Work instructions: Where a line holds the word "EnvFilter", copy that line from the data below.

(Collected data entries)
· · ·
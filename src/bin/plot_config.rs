//! Grave Plot Config CLI
//!
//! View and manage grave plot configuration.

use clap::{Parser, Subcommand};
use grave_plots::PlotConfig;

#[derive(Parser)]
#[command(name = "plot-config")]
#[command(about = "View and manage grave plot configuration")]
struct Cli {
    #[command(subcommand)]
    command: Commands,
}

#[derive(Subcommand)]
enum Commands {
    /// Show current configuration
    Show {
        /// Config file to load (optional)
        #[arg(short, long)]
        config: Option<String>,

        /// Output as TOML
        #[arg(long)]
        toml: bool,

        /// Output as JSON
        #[arg(long)]
        json: bool,
    },

    /// Initialize a new config file
    Init {
        /// Output path
        #[arg(short, long, default_value = "graves.toml")]
        output: String,
    },

    /// Validate configuration
    Validate {
        /// Config file to validate
        #[arg(short, long)]
        config: Option<String>,
    },
}

fn main() {
    let cli = Cli::parse();

    if let Err(e) = run(cli) {
        eprintln!("Error: {}", e);
        std::process::exit(1);
    }
}

fn run(cli: Cli) -> Result<(), Box<dyn std::error::Error>> {
    match cli.command {
        Commands::Show { config, toml, json } => {
            let cfg = PlotConfig::load_from(config.as_deref())?;

            if json {
                println!("{}", serde_json::to_string_pretty(&cfg)?);
            } else if toml {
                println!("{}", cfg.to_toml()?);
            } else {
                println!("Grave Plot Configuration\n");
                println!("Projection: {}", cfg.projection.code());

                println!("\nClassify:");
                println!("  Target graveyard: {}", cfg.classify.target_group);

                println!("\nAttributes:");
                println!("  Graveyard: {}", cfg.attributes.group);
                println!("  Plot id: {}", cfg.attributes.plot_id);
                println!("  Occupant: {}", cfg.attributes.occupant_id);
                println!("  Status: {}", cfg.attributes.status);
                println!("  Plot code: {}", cfg.attributes.plot_code);

                println!("\nStyle:");
                let palette: Vec<&str> =
                    cfg.style.palette.colors().iter().map(|c| c.as_str()).collect();
                println!("  Palette: {}", palette.join(", "));
                println!("  Fallback: {}", cfg.style.fallback);
                println!("  Stroke: {} {}", cfg.style.stroke.color, cfg.style.stroke.width);
            }
        }

        Commands::Init { output } => {
            let cfg = PlotConfig::default();
            cfg.save(&output)?;
            println!("Created config file: {}", output);
        }

        Commands::Validate { config } => {
            match PlotConfig::load_from(config.as_deref()) {
                Ok(cfg) => {
                    println!("Configuration is valid");
                    println!("   Target graveyard: {}", cfg.classify.target_group);
                    println!("   Palette size: {}", cfg.style.palette.len());
                }
                Err(e) => {
                    eprintln!("Configuration error: {}", e);
                    std::process::exit(1);
                }
            }
        }
    }

    Ok(())
}
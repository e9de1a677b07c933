//! Grave Plot Report CLI
//!
//! Loads a grave plot GeoJSON file and prints the graveyard statistics,
//! the status color legend and, on request, the extent of one graveyard.
//!
//! Usage:
//!   plot-report assets/graves.geojson
//!   plot-report assets/graves.geojson --locate Buschhoven --format json

use std::path::PathBuf;

use anyhow::{bail, Context};
use clap::{Parser, ValueEnum};
use grave_plots::{GraveyardDirectory, PlotConfig, PlotError, PlotLayer};
use serde_json::json;
use tracing_subscriber::EnvFilter;

#[derive(Parser)]
#[command(name = "plot-report")]
#[command(about = "Classify grave plots and report graveyard statistics")]
struct Cli {
    /// GeoJSON file with grave plot features
    input: PathBuf,

    /// Config file to load (optional)
    #[arg(short, long)]
    config: Option<String>,

    /// Graveyard whose plots are counted separately
    #[arg(short, long)]
    target_group: Option<String>,

    /// Graveyard to locate and frame
    #[arg(short, long)]
    locate: Option<String>,

    /// Graveyard listing from the registry API (JSON array)
    #[arg(short, long)]
    directory: Option<PathBuf>,

    /// Output format
    #[arg(short, long, value_enum, default_value = "text")]
    format: OutputFormat,
}

#[derive(Clone, Copy, ValueEnum)]
enum OutputFormat {
    Text,
    Json,
}

fn main() {
    tracing_subscriber::fmt()
        .with_env_filter(EnvFilter::from_default_env())
        .with_writer(std::io::stderr)
        .init();

    let cli = Cli::parse();

    if let Err(e) = run(cli) {
        eprintln!("Error: {:#}", e);
        std::process::exit(1);
    }
}

fn run(cli: Cli) -> anyhow::Result<()> {
    let mut config = PlotConfig::load_from(cli.config.as_deref()).context("loading configuration")?;
    if let Some(target) = cli.target_group {
        config.classify.target_group = target;
        config.validate()?;
    }

    let mut layer = PlotLayer::new(&config);
    layer
        .reload_from_path(&cli.input)
        .with_context(|| format!("loading {}", cli.input.display()))?;
    let report = layer.report()?;

    let located = cli.locate.as_deref().map(|name| (name, layer.frame_group(name)));

    let directory = match &cli.directory {
        Some(path) => {
            let raw = std::fs::read_to_string(path)
                .with_context(|| format!("reading {}", path.display()))?;
            Some(GraveyardDirectory::from_str(&raw)?)
        }
        None => None,
    };

    match cli.format {
        OutputFormat::Json => {
            let mut out = serde_json::to_value(&report)?;
            if let Some((name, result)) = &located {
                out["located"] = match result {
                    Ok(region) => json!({ "group": name, "extent": region }),
                    Err(PlotError::NotFound { .. }) => json!({
                        "group": name,
                        "extent": null,
                        "suggestions": layer.suggest(name, 5),
                    }),
                    Err(e) => bail!("{}", e),
                };
            }
            if let Some(dir) = &directory {
                out["directory"] = json!(dir.names());
            }
            println!("{}", serde_json::to_string_pretty(&out)?);
        }
        OutputFormat::Text => {
            print!("{}", report);
            if let Some((name, result)) = &located {
                println!();
                match result {
                    Ok(Some(region)) => {
                        let (cx, cy) = region.center();
                        println!("{} extent ({}):", name, config.projection.code());
                        println!(
                            "  [{:.2}, {:.2}, {:.2}, {:.2}]",
                            region.min_x, region.min_y, region.max_x, region.max_y
                        );
                        println!(
                            "  center ({:.2}, {:.2}), {:.2} x {:.2}",
                            cx,
                            cy,
                            region.width(),
                            region.height()
                        );
                    }
                    Ok(None) => println!("{}: first plot has no geometry to frame", name),
                    Err(PlotError::NotFound { .. }) => {
                        println!("{}: not found", name);
                        let suggestions = layer.suggest(name, 5);
                        if !suggestions.is_empty() {
                            println!("  did you mean: {}", suggestions.join(", "));
                        }
                    }
                    Err(e) => bail!("{}", e),
                }
            }
            if let Some(dir) = &directory {
                println!();
                println!("Registry graveyards ({} rows):", dir.len());
                for name in dir.names().iter() {
                    println!("  {}", name);
                }
            }
        }
    }

    Ok(())
}
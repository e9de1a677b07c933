//! Error types for plot loading, classification and queries

use thiserror::Error;

/// Result type for plot operations
pub type Result<T> = std::result::Result<T, PlotError>;

/// Grave plot errors
#[derive(Error, Debug)]
pub enum PlotError {
    /// Input was not a usable GeoJSON document. Fatal for that load only.
    #[error("Decode error: {0}")]
    Decode(String),

    /// A query has no answer over zero elements.
    #[error("No data available: {0}")]
    EmptyData(String),

    #[error("Graveyard not found: {name}")]
    NotFound { name: String },

    #[error("Invalid configuration: {0}")]
    InvalidConfig(String),

    #[error("Configuration error: {0}")]
    Config(#[from] config_crate::ConfigError),

    #[error("IO error: {0}")]
    Io(#[from] std::io::Error),
}

impl PlotError {
    pub fn decode(msg: impl Into<String>) -> Self {
        PlotError::Decode(msg.into())
    }

    pub fn not_found(name: impl Into<String>) -> Self {
        PlotError::NotFound { name: name.into() }
    }

    /// Empty-data and lookup misses are reported to the user as "no data"
    /// rather than aborting the caller.
    pub fn is_no_data(&self) -> bool {
        matches!(self, PlotError::EmptyData(_) | PlotError::NotFound { .. })
    }
}
//! Grave Plots
//!
//! Classification and styling engine for cemetery grave-plot layers delivered
//! as GeoJSON.
//!
//! ## Features
//!
//! - **Single-pass classification**: graveyards, statuses, plot codes and
//!   unassigned plots per graveyard in one scan
//! - **Deterministic status colors**: the n-th distinct status always gets
//!   `palette[n % len]`
//! - **Explicit fallbacks**: unknown statuses style as a neutral color, empty
//!   aggregates report "no data"
//! - **Framing**: locate a graveyard and hand the renderer the extent to show
//!
//! ## Data flow
//!
//! ```text
//! GeoJSON ─▶ FeatureCollection ─▶ Classifier ─▶ ClassificationResult
//!                                                 ├─▶ assign_colors ─▶ StatusColorMap ─▶ StyleResolver
//!                                                 ├─▶ StatsReporter
//!                                                 └─▶ locate / frame
//! ```

pub mod checksum;
pub mod classify;
pub mod config;
pub mod directory;
pub mod error;
pub mod feature;
pub mod layer;
pub mod locate;
pub mod palette;
pub mod projection;
pub mod report;
pub mod style;

pub use checksum::SourceDigest;
pub use classify::{CategorySet, ClassificationResult, Classifier, UnassignedCounter};
pub use config::PlotConfig;
pub use directory::{GraveyardDirectory, GraveyardEntry};
pub use error::{PlotError, Result};
pub use feature::{AttributeKeys, Feature, FeatureCollection, LoadOptions};
pub use layer::{LoadedPlots, PlotLayer};
pub use locate::{frame, locate, suggest, BoundingRegion};
pub use palette::{assign_colors, Color, Palette, StatusColorMap};
pub use projection::Projection;
pub use report::{most_unassigned_group, GroupCount, StatsReport, StatsReporter};
pub use style::{resolve_style, FillSource, Stroke, Style, StyleResolver};
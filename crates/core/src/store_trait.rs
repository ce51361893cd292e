//! Key-value store abstraction for persisted reference lists.
//!
//! Implemented by the file-backed and in-memory stores in `artsearch-storage`.

use crate::Result;

/// Persistent string store with read-if-present / write semantics.
pub trait KeyValueStore: Send + Sync {
    /// Read the value stored under `key`, if any.
    fn get(&self, key: &str) -> Result<Option<String>>;

    /// Store `value` under `key`, replacing any previous value.
    fn put(&self, key: &str, value: &str) -> Result<()>;
}

impl<S: KeyValueStore + ?Sized> KeyValueStore for std::sync::Arc<S> {
    fn get(&self, key: &str) -> Result<Option<String>> {
        (**self).get(key)
    }

    fn put(&self, key: &str, value: &str) -> Result<()> {
        (**self).put(key, value)
    }
}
· · ·
Written answer:
use tracing_subscriber::EnvFilter;
        .with_env_filter(EnvFilter::from_default_env())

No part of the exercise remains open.